Rapidly interrogate your code

QL is the most efficient way to explore your code and identify even the most complex semantic patterns. QL is easy to learn and quick to iterate. Write and execute QL queries locally using QL plugins for your favorite IDE. Use the LGTM Query Console to write QL directly in your web browser and query your entire portfolio for security vulnerabilities.

Scale security analysis

With QL, you can run out of the box or custom queries on multiple codebase to get accurate and relevant security analyses, allowing you to focus on the most critical issues. Each QL query represents a piece of security knowledge — codified, readable, and executable — ready to be applied to any number of projects. QL is a high performing code analysis engine that analyses the largest and most complex applications in the world.

Community-powered security

Scale your security expertise by tapping into the Semmle security community. With over 1600 QL queries contributed by the Semmle Security Research Team as well as its growing customer community, your security team is instantly extended with the capabilities of the top security researchers on the planet, working to secure your software. Give back by sharing your security analyses and helping it work together to secure the code that runs the world.

Open Security

Nowhere is this more important than with open-source software. Every company developing software today is critically dependent on the security of the open-source software underpinning their applications. Checking for dependencies and known vulnerabilities is a good start, but it’s not enough.

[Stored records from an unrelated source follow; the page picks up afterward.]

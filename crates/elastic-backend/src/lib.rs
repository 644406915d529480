//! elastic-backend: the container backend boundary.
//!
//! The scheduler talks to the orchestration backend only through the
//! [`EcsApi`] trait: registering and removing task definitions, starting
//! tasks on container instances, running serverless tasks, and listing or
//! describing what is currently in the cluster.
//!
//! [`MemoryEcs`] implements the trait in process. It keeps definitions,
//! tasks and container instances in memory, can be scripted to fail
//! launches or reject capacity provider strategies, and records every call
//! so callers can assert on the exact sequence issued.

pub mod api;
pub mod error;
pub mod memory;
pub mod model;

pub use api::EcsApi;
pub use error::{BackendError, BackendResult};
pub use memory::{Call, MemoryEcs};
pub use model::*;
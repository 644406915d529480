use std::path::Path;
use std::sync::Arc;

use elastic_backend::{Failure, MemoryEcs};
use elastic_core::{NullConsole, PluginSettings, ScheduleRequest};
use elastic_placement::{InstanceInventory, LoggingSpotCapacity, MemoryInventory, StrategySelector};
use elastic_scheduler::{
    ReconcileLoop, Reconciler, ScheduledTask, TaskOrchestrator, TaskRegistry,
};
use tracing::info;

use super::StdoutConsole;

pub struct SimulateOptions {
    pub server_id: String,
    pub fail_launch: bool,
    pub reject_capacity: bool,
}

/// What a simulation run did, step by step.
#[derive(Debug, Default)]
pub struct SimulationReport {
    pub scheduled: Option<ScheduledTask>,
    pub error: Option<String>,
    pub reconciled: usize,
    pub definitions_left: usize,
}

pub async fn simulate(
    settings: &Path,
    request: &Path,
    options: SimulateOptions,
) -> anyhow::Result<()> {
    let settings = super::load_settings(settings)?;
    let request = super::load_request(request)?;
    let report = run(&settings, &request, &options).await?;

    if let Some(error) = &report.error {
        println!("✗ create failed: {error}");
    }
    println!("reconciled tasks:   {}", report.reconciled);
    println!("definitions left:   {}", report.definitions_left);
    Ok(())
}

/// Create → reconcile → stop against a fresh in-memory backend holding one
/// container instance for the request's platform.
pub async fn run(
    settings: &PluginSettings,
    request: &ScheduleRequest,
    options: &SimulateOptions,
) -> anyhow::Result<SimulationReport> {
    let ecs = MemoryEcs::new();
    if options.reject_capacity {
        ecs.disable_capacity_providers();
    }
    if options.fail_launch {
        ecs.fail_launches(vec![Failure {
            arn: None,
            reason: "simulated launch failure".to_string(),
        }]);
    }

    let inventory = MemoryInventory::new(ecs.clone());
    if !request.profile.is_serverless() {
        inventory
            .provision(settings, &request.profile, &NullConsole)
            .await?;
    }

    let selector = StrategySelector::new(Arc::new(ecs.clone()), Arc::new(inventory));
    let orchestrator = TaskOrchestrator::new(
        Arc::new(ecs.clone()),
        Arc::new(selector),
        Arc::new(LoggingSpotCapacity),
        options.server_id.clone(),
    );
    let mut report = SimulationReport::default();

    println!("→ create {}", request.job_identifier.represent());
    match orchestrator.create(request, settings, &StdoutConsole).await {
        Ok(Some(task)) => {
            println!(
                "✓ scheduled {} on {}",
                task.name,
                task.target.display_id().unwrap_or("unknown instance")
            );
            report.scheduled = Some(task);
        }
        Ok(None) => println!("✓ handed off to spot capacity"),
        Err(e) => report.error = Some(e.to_string()),
    }

    println!("→ reconcile");
    let registry = TaskRegistry::new();
    let reconcile = ReconcileLoop::new(
        Arc::new(Reconciler::new(Arc::new(ecs.clone()), options.server_id.clone())),
        registry.clone(),
        Arc::new(settings.clone()),
    );
    report.reconciled = reconcile.refresh_all().await?;
    for task in registry.list().await {
        println!("  {} {} ({})", task.name, task.task_arn, task.last_status);
    }

    if let Some(task) = &report.scheduled {
        println!("→ stop {}", task.name);
        orchestrator.stop_and_cleanup_task(settings, task).await;
    }
    report.definitions_left = ecs.definitions().len();
    info!(
        scheduled = report.scheduled.is_some(),
        reconciled = report.reconciled,
        definitions_left = report.definitions_left,
        "simulation finished"
    );
    Ok(report)
}

#[cfg(test)]
mod tests {
    use super::*;
    use elastic_core::{ElasticProfile, JobIdentifier, LaunchMode};
    use elastic_scheduler::TaskTarget;

    fn request(serverless: bool) -> ScheduleRequest {
        let mut profile = ElasticProfile::new("gocd/agent", 512);
        if serverless {
            profile.launch_mode = LaunchMode::Serverless;
        }
        ScheduleRequest {
            job_identifier: JobIdentifier {
                pipeline_name: "build".to_string(),
                pipeline_counter: 1,
                pipeline_label: "1".to_string(),
                stage_name: "s".to_string(),
                stage_counter: "1".to_string(),
                job_name: "j".to_string(),
                job_id: 1,
            },
            environment: String::new(),
            profile,
            auto_register_key: String::new(),
        }
    }

    fn options(fail_launch: bool, reject_capacity: bool) -> SimulateOptions {
        SimulateOptions {
            server_id: "sim".to_string(),
            fail_launch,
            reject_capacity,
        }
    }

    fn settings() -> PluginSettings {
        let mut settings = PluginSettings::new("https://ci", "agents");
        settings.subnet_ids = vec!["subnet-1".to_string()];
        settings
    }

    #[tokio::test]
    async fn instance_backed_round_trip() {
        let report = run(&settings(), &request(false), &options(false, false))
            .await
            .unwrap();
        let task = report.scheduled.unwrap();
        assert!(matches!(task.target, TaskTarget::Real { .. }));
        assert_eq!(report.reconciled, 1);
        assert_eq!(report.definitions_left, 0);
    }

    #[tokio::test]
    async fn serverless_fallback_round_trip() {
        let report = run(&settings(), &request(true), &options(false, true))
            .await
            .unwrap();
        assert!(report.scheduled.unwrap().target.is_synthetic());
        assert_eq!(report.definitions_left, 0);
    }

    #[tokio::test]
    async fn failed_launch_leaves_nothing() {
        let report = run(&settings(), &request(false), &options(true, false))
            .await
            .unwrap();
        assert!(report.scheduled.is_none());
        assert!(report.error.unwrap().starts_with("Fail to start task"));
        assert_eq!(report.reconciled, 0);
        assert_eq!(report.definitions_left, 0);
    }
}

Securing Open Source Software

Securing open source software requires a shift in the open-source community. Only the largest organizations in the world have the necessary resources to secure their underlying components, and most of this security research is not shared with the wider community, leading to a duplication of effort. Sharing its collective security expertise is imperative if the company is to succeed in securing open-source software.

Making security expertise shareable is central to the Semmle mission. Its security analyses are publically available in its open-source QL repository. Each QL query represents a piece of security knowledge — codified, readable, and executable — ready to be applied to any number of projects. To date, over 1600 queries have been contributed by Semmle and its customers and partners in the fight to secure open-source.

 “At Semmle, we believe that security is a shared responsibility, a problem that we need to solve together, with developers, security researchers and the community at large.”